▸ Instructions for the task: Please say how many lines in the records below contain the word "DirectionFlags". Give only the number.

----- Excerpted data

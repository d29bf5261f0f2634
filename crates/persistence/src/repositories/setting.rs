//! Setting repository for key/value blobs.

use sqlx::SqlitePool;

use crate::entities::SettingEntity;
use crate::metrics::QueryTimer;

/// Repository for the settings table.
#[derive(Clone)]
pub struct SettingRepository {
    pool: SqlitePool,
}

impl SettingRepository {
    pub fn new(pool: SqlitePool) -> Self {
        Self { pool }
    }

    pub async fn get(&self, key: &str) -> Result<Option<SettingEntity>, sqlx::Error> {
        let timer = QueryTimer::new("get_setting");
        let result = sqlx::query_as::<_, SettingEntity>(
            r#"
            SELECT key, value FROM settings WHERE key = ?1
            "#,
        )
        .bind(key)
        .fetch_optional(&self.pool)
        .await;
        timer.finish(result)
    }

    /// Insert or replace a value.
    pub async fn put(&self, key: &str, value: &[u8]) -> Result<SettingEntity, sqlx::Error> {
        let timer = QueryTimer::new("put_setting");
        let result = sqlx::query_as::<_, SettingEntity>(
            r#"
            INSERT INTO settings (key, value) VALUES (?1, ?2)
            ON CONFLICT (key) DO UPDATE SET value = excluded.value
            RETURNING key, value
            "#,
        )
        .bind(key)
        .bind(value)
        .fetch_one(&self.pool)
        .await;
        timer.finish(result)
    }

    /// Insert a value only when the key is absent.
    /// Returns true if the value was written.
    pub async fn put_if_absent(&self, key: &str, value: &[u8]) -> Result<bool, sqlx::Error> {
        let timer = QueryTimer::new("put_setting_if_absent");
        let result = sqlx::query(
            r#"
            INSERT INTO settings (key, value) VALUES (?1, ?2)
            ON CONFLICT (key) DO NOTHING
            "#,
        )
        .bind(key)
        .bind(value)
        .execute(&self.pool)
        .await;
        let result = timer.finish(result)?;
        Ok(result.rows_affected() == 1)
    }

    /// Returns the number of rows deleted (0 or 1).
    pub async fn delete(&self, key: &str) -> Result<u64, sqlx::Error> {
        let timer = QueryTimer::new("delete_setting");
        let result = sqlx::query("DELETE FROM settings WHERE key = ?1")
            .bind(key)
            .execute(&self.pool)
            .await;
        let result = timer.finish(result)?;
        Ok(result.rows_affected())
    }

    /// All stored keys, sorted.
    pub async fn list_keys(&self) -> Result<Vec<String>, sqlx::Error> {
        let timer = QueryTimer::new("list_setting_keys");
        let rows = sqlx::query_as::<_, (String,)>("SELECT key FROM settings ORDER BY key ASC")
            .fetch_all(&self.pool)
            .await;
        let rows = timer.finish(rows)?;
        Ok(rows.into_iter().map(|r| r.0).collect())
    }
}
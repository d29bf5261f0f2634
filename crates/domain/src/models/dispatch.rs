//! Dispatch payloads.
//!
//! A dispatch payload is a by-value snapshot of the geofence and rule at the
//! moment a rule fired. It is self-contained so it can be persisted in the
//! deferred-dispatch queue and rendered after a process restart.

use serde::{Deserialize, Serialize};

use super::geofence::{FenceColor, Geofence};
use super::geofication::{DirectionFlags, Geofication, PostTriggerAction};
use super::transition::TransitionType;

/// Current payload layout version.
pub const DISPATCH_PAYLOAD_VERSION: u32 = 1;

/// Geofence fields captured at trigger time.
#[derive(Debug, Clone, PartialEq, Serialize, Deserialize)]
#[serde(rename_all = "camelCase")]
pub struct GeofenceSnapshot {
    pub id: i64,
    pub name: String,
    pub latitude: f64,
    pub longitude: f64,
    pub radius_meters: f64,
    pub color: FenceColor,
}

impl From<&Geofence> for GeofenceSnapshot {
    fn from(g: &Geofence) -> Self {
        Self {
            id: g.id,
            name: g.name.clone(),
            latitude: g.latitude,
            longitude: g.longitude,
            radius_meters: g.radius_meters,
            color: g.color,
        }
    }
}

/// Geofication fields captured at trigger time.
#[derive(Debug, Clone, PartialEq, Serialize, Deserialize)]
#[serde(rename_all = "camelCase")]
pub struct GeoficationSnapshot {
    pub id: i64,
    pub geofence_id: i64,
    pub message: String,
    pub flags: DirectionFlags,
    pub delay_minutes: i64,
    pub on_trigger: PostTriggerAction,
    pub link: Option<String>,
    pub is_alarm: bool,
}

impl From<&Geofication> for GeoficationSnapshot {
    fn from(g: &Geofication) -> Self {
        Self {
            id: g.id,
            geofence_id: g.geofence_id,
            message: g.message.clone(),
            flags: g.flags,
            delay_minutes: g.delay_minutes,
            on_trigger: g.on_trigger,
            link: g.link.clone(),
            is_alarm: g.is_alarm,
        }
    }
}

/// Everything the dispatcher needs to notify about one fired rule.
#[derive(Debug, Clone, PartialEq, Serialize, Deserialize)]
#[serde(rename_all = "camelCase")]
pub struct DispatchPayload {
    pub version: u32,
    pub geofence: GeofenceSnapshot,
    pub geofication: GeoficationSnapshot,
    pub transition: TransitionType,
    /// Epoch milliseconds of the transition that fired the rule.
    pub triggered_at: i64,
}

impl DispatchPayload {
    /// Captures snapshots of a geofence and one of its rules.
    pub fn capture(
        geofence: &Geofence,
        geofication: &Geofication,
        transition: TransitionType,
        triggered_at: i64,
    ) -> Self {
        Self {
            version: DISPATCH_PAYLOAD_VERSION,
            geofence: geofence.into(),
            geofication: geofication.into(),
            transition,
            triggered_at,
        }
    }

    /// Builds the user-visible content for this payload.
    pub fn render(&self) -> NotificationContent {
        let verb = match self.transition {
            TransitionType::Enter => "Entered",
            TransitionType::Exit => "Left",
        };
        let title = format!("{} {}", verb, self.geofence.name);
        let link = self.geofication.link.clone().filter(|l| !l.trim().is_empty());

        let mut actions = if self.geofication.is_alarm {
            vec![NotificationAction::Dismiss]
        } else {
            vec![
                NotificationAction::DisableGeofication {
                    geofication_id: self.geofication.id,
                },
                NotificationAction::DeleteGeofence {
                    geofence_id: self.geofence.id,
                },
            ]
        };
        if let Some(url) = link {
            actions.push(NotificationAction::OpenLink { url });
        }

        NotificationContent {
            title,
            body: self.geofication.message.clone(),
            alarm: self.geofication.is_alarm,
            actions,
        }
    }
}

/// Rendered notification or alarm.
#[derive(Debug, Clone, PartialEq, Serialize, Deserialize)]
#[serde(rename_all = "camelCase")]
pub struct NotificationContent {
    pub title: String,
    pub body: String,
    /// Full-screen alarm (ringtone, vibration, screen wake) instead of a notification.
    pub alarm: bool,
    pub actions: Vec<NotificationAction>,
}

/// Buttons offered with a notification; the first two route back into the app.
#[derive(Debug, Clone, PartialEq, Eq, Serialize, Deserialize)]
#[serde(tag = "type", rename_all = "snake_case")]
pub enum NotificationAction {
    DisableGeofication { geofication_id: i64 },
    DeleteGeofence { geofence_id: i64 },
    OpenLink { url: String },
    Dismiss,
}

----------

▸ Response to the exercise: 2